Consumer<T> start();Consumer<T> performDailyAggregates();Consumer<T> performLastNDaysAggregates();Consumer<T> repopulateScores();Consumer<T> updateDataStore();

Over these, one of our schedulers performs the tasks e.g.

private void performAllTasks(T data) {    start().andThen(performDailyAggregates())            .andThen(performLastNDaysAggregates())            .andThen(repopulateScores())            .andThen(updateDataStore())            .accept(data);}

While reviewing this, I thought of moving to a more flexible implementation ¹ of performing tasks which would look like:

// NOOP in the context further stands for  'anything -> {}'private void performAllTasks(Stream<Consumer<T>> consumerList, T data) {    consumerList.reduce(NOOP, Consumer::andThen).accept(data);}

The point that strikes my mind now is that the Javadoc clearly states that

accumulator - an associative, non-interfering, stateless function for combining two values

Next up I was thinking How to ensure order of processing in java8 streams? to be ordered (processing order to be same as encounter order)!
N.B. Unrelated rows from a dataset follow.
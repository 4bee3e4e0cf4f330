//! Lifetime-checked frame handles.

use crate::error::HostError;
use crate::frame::Frame;
use crate::observer::{ObserverRegistration, PageObserver};
use crate::page::Page;
use crate::types::FrameId;
use parking_lot::Mutex;
use std::marker::PhantomData;
use std::sync::{Arc, Weak};
use tracing::debug;

struct FrameLiveness {
    frame_id: FrameId,
    frame: Mutex<Weak<Frame>>,
}

impl PageObserver for FrameLiveness {
    fn frame_destroyed(&self, frame: &Frame) {
        if frame.id() == self.frame_id {
            *self.frame.lock() = Weak::new();
            debug!(frame_id = %self.frame_id, "Handle observed frame destruction");
        }
    }
}

/// A memory-safe handle to one frame of a page.
///
/// The handle borrows the owning [`Page`], so it cannot outlive it. It holds only a
/// weak reference to the frame and registers an observer with the page, so once
/// the frame is destroyed (directly, through a shutdown, or by page teardown) the
/// handle reports it as gone instead of dangling. Dropping the handle unregisters
/// its observer.
///
/// Each access performs a liveness check. Batch repeated reads into one
/// [`FrameHandle::with`] call.
pub struct FrameHandle<'p> {
    frame_id: FrameId,
    liveness: Arc<FrameLiveness>,
    _registration: ObserverRegistration,
    _page: PhantomData<&'p Page>,
}

impl<'p> FrameHandle<'p> {
    /// Create a handle for `frame_id`, which must belong to `page`.
    pub fn from_id(page: &'p Page, frame_id: FrameId) -> Result<Self, HostError> {
        let frame = page
            .context()
            .registry()
            .lookup(frame_id)
            .map_err(|_| HostError::FrameNotFound(frame_id))?;
        let owner = frame
            .with(|f| f.owner())
            .ok_or(HostError::FrameNotFound(frame_id))?;
        if owner != page.id() {
            return Err(HostError::FrameNotOwned {
                frame: frame_id,
                page: page.id(),
            });
        }

        let liveness = Arc::new(FrameLiveness {
            frame_id,
            frame: Mutex::new(frame.downgrade()),
        });
        let observer: Arc<dyn PageObserver> = liveness.clone();
        let registration = page.observe(&observer);

        Ok(Self {
            frame_id,
            liveness,
            _registration: registration,
            _page: PhantomData,
        })
    }

    pub fn frame_id(&self) -> FrameId {
        self.frame_id
    }

    /// Run `f` against the frame, or return `None` if it was already destroyed.
    ///
    /// The frame is only lent for the call; the handle never keeps it alive.
    pub fn with<R>(&self, f: impl FnOnce(&Frame) -> R) -> Option<R> {
        let frame = self.liveness.frame.lock().upgrade()?;
        Some(f(&frame))
    }

    pub fn is_alive(&self) -> bool {
        self.liveness.frame.lock().strong_count() > 0
    }

    pub fn name(&self) -> Result<String, HostError> {
        self.with(|frame| frame.name().to_string())
            .ok_or(HostError::FrameDestroyed(self.frame_id))
    }
}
Okay, the stream generated out of a List would be ordered and unless the stream is made parallel before reduce the following implementation shall work. ²

private void performAllTasks(List<Consumer<T>> consumerList, T data) {    consumerList.stream().reduce(NOOP, Consumer::andThen).accept(data);}

Q. Does this assumption 2 hold true? Would it be guaranteed to always execute the consumers in the order that the original code had them?

Q. Is there a possibility somehow to expose 1 as well to the callees to perform tasks?